Required work - Set all the entries down again, unaltered.

Provided entries -

----

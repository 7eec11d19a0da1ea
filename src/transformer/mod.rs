//! Request and response transformers.

mod body;
mod header;
mod query;

pub use body::{BodyTransformer, RequestBodies};
pub use header::HeaderTransformer;
pub use query::QueryTransformer;

use crate::funcs::library;
use crate::template::{Template, TemplateBuilder, TemplateError, MISSING_VALUE};
use http::StatusCode;

/// Template action delimiters. Distinct from braces so templates can sit
/// inside literal JSON.
pub const LEFT_DELIM: &str = "[[";
pub const RIGHT_DELIM: &str = "]]";

/// JSON-escaped form of the missing-value placeholder.
const MISSING_VALUE_ESCAPED: &str = "\\u003cno value\\u003e";

/// Compile a template bound to the function library.
pub fn compile(name: &str, src: &str) -> Result<Template, TemplateError> {
    TemplateBuilder::new(name)
        .funcs(library())
        .delims(LEFT_DELIM, RIGHT_DELIM)
        .parse(src)
}

/// Remove every missing-value placeholder from rendered output.
pub fn strip_missing(rendered: &str) -> String {
    rendered
        .replace(MISSING_VALUE, "")
        .replace(MISSING_VALUE_ESCAPED, "")
}

/// Whether `s` holds template syntax rather than a literal.
pub fn contains_template(s: &str) -> bool {
    s.contains(LEFT_DELIM) && s.contains(RIGHT_DELIM)
}

/// Transform errors.
#[derive(Debug, thiserror::Error)]
pub enum TransformError {
    #[error("failed to read request body: {0}")]
    ReadBody(String),

    #[error("request body exceeds {limit} bytes")]
    BodyTooLarge { limit: usize },

    #[error("failed to parse request JSON: {0}")]
    InvalidJson(#[from] serde_json::Error),

    #[error("failed to execute request template: {0}")]
    RequestTemplate(#[source] TemplateError),

    #[error("response masking error: {0}")]
    ResponseTemplate(#[source] TemplateError),

    #[error("invalid header name: {0}")]
    InvalidHeaderName(String),

    #[error("invalid value for header {0}")]
    InvalidHeaderValue(String),

    #[error("invalid URI: {0}")]
    InvalidUri(String),

    #[error("template error: {0}")]
    Template(#[from] TemplateError),
}

impl TransformError {
    /// Status code used when this error ends the request.
    pub fn status(&self) -> StatusCode {
        match self {
            TransformError::ReadBody(_)
            | TransformError::InvalidJson(_)
            | TransformError::RequestTemplate(_)
            | TransformError::InvalidHeaderName(_)
            | TransformError::InvalidHeaderValue(_)
            | TransformError::Template(_) => StatusCode::BAD_REQUEST,
            TransformError::BodyTooLarge { .. } => StatusCode::PAYLOAD_TOO_LARGE,
            TransformError::ResponseTemplate(_) | TransformError::InvalidUri(_) => {
                StatusCode::INTERNAL_SERVER_ERROR
            }
        }
    }
}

----

Finished task -
repository 7eec11d19a0da1ea
filename src/transformer/mod.rs
//! Request and response transformers.

mod body;
mod header;
mod query;

pub use body::{BodyTransformer, RequestBodies};
pub use header::HeaderTransformer;
pub use query::QueryTransformer;

use crate::funcs::library;
use crate::template::{Template, TemplateBuilder, TemplateError, MISSING_VALUE};
use http::StatusCode;

/// Template action delimiters. Distinct from braces so templates can sit
/// inside literal JSON.
pub const LEFT_DELIM: &str = "[[";
pub const RIGHT_DELIM: &str = "]]";

/// JSON-escaped form of the missing-value placeholder.
const MISSING_VALUE_ESCAPED: &str = "\\u003cno value\\u003e";

/// Compile a template bound to the function library.
pub fn compile(name: &str, src: &str) -> Result<Template, TemplateError> {
    TemplateBuilder::new(name)
        .funcs(library())
        .delims(LEFT_DELIM, RIGHT_DELIM)
        .parse(src)
}

/// Remove every missing-value placeholder from rendered output.
pub fn strip_missing(rendered: &str) -> String {
    rendered
        .replace(MISSING_VALUE, "")
        .replace(MISSING_VALUE_ESCAPED, "")
}

/// Whether `s` holds template syntax rather than a literal.
pub fn contains_template(s: &str) -> bool {
    s.contains(LEFT_DELIM) && s.contains(RIGHT_DELIM)
}

/// Transform errors.
#[derive(Debug, thiserror::Error)]
pub enum TransformError {
    #[error("failed to read request body: {0}")]
    ReadBody(String),

    #[error("request body exceeds {limit} bytes")]
    BodyTooLarge { limit: usize },

    #[error("failed to parse request JSON: {0}")]
    InvalidJson(#[from] serde_json::Error),

    #[error("failed to execute request template: {0}")]
    RequestTemplate(#[source] TemplateError),

    #[error("response masking error: {0}")]
    ResponseTemplate(#[source] TemplateError),

    #[error("invalid header name: {0}")]
    InvalidHeaderName(String),

    #[error("invalid value for header {0}")]
    InvalidHeaderValue(String),

    #[error("invalid URI: {0}")]
    InvalidUri(String),

    #[error("template error: {0}")]
    Template(#[from] TemplateError),
}

impl TransformError {
    /// Status code used when this error ends the request.
    pub fn status(&self) -> StatusCode {
        match self {
            TransformError::ReadBody(_)
            | TransformError::InvalidJson(_)
            | TransformError::RequestTemplate(_)
            | TransformError::InvalidHeaderName(_)
            | TransformError::InvalidHeaderValue(_)
            | TransformError::Template(_) => StatusCode::BAD_REQUEST,
            TransformError::BodyTooLarge { .. } => StatusCode::PAYLOAD_TOO_LARGE,
            TransformError::ResponseTemplate(_) | TransformError::InvalidUri(_) => {
                StatusCode::INTERNAL_SERVER_ERROR
            }
        }
    }
}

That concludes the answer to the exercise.